Data for this exercise:
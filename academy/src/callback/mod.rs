//! OAuth callback reconciliation.
//!
//! After a third-party sign-in the browser lands on the callback page with one of three redirect
//! shapes: an `error`, an authorization `code`, or an implicit-flow token pair. Sometimes it
//! carries nothing and the gateway announces the session on its own a moment later.
//! [`CallbackReconciler`] turns any of these into a session whose profile row exists, then
//! hands over to the landing page; every failure ends back at login.
//!
//! - [`params`]: reading the redirect parameters from the URL
//! - [`state`]: states, outcomes, the failure taxonomy and the one-shot guard
//! - [`host`]: the page-side effects (status line, history, navigation)
//! - [`reconciler`]: the state machine itself

pub mod host;
pub mod params;
pub mod reconciler;
pub mod state;

pub use host::{CallbackHost, TracingHost};
pub use params::CallbackParams;
pub use reconciler::{CallbackHandle, CallbackReconciler};
pub use state::{AuthCallbackState, CallbackError, CallbackOutcome, CallbackStatus};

Problem to solve: Only the lines from the one holding "pub mod reconciler;" to the end of the listing are to be written out, word for word.

Answer:
pub mod reconciler;
pub mod state;

pub use host::{CallbackHost, TracingHost};
pub use params::CallbackParams;
pub use reconciler::{CallbackHandle, CallbackReconciler};
pub use state::{AuthCallbackState, CallbackError, CallbackOutcome, CallbackStatus};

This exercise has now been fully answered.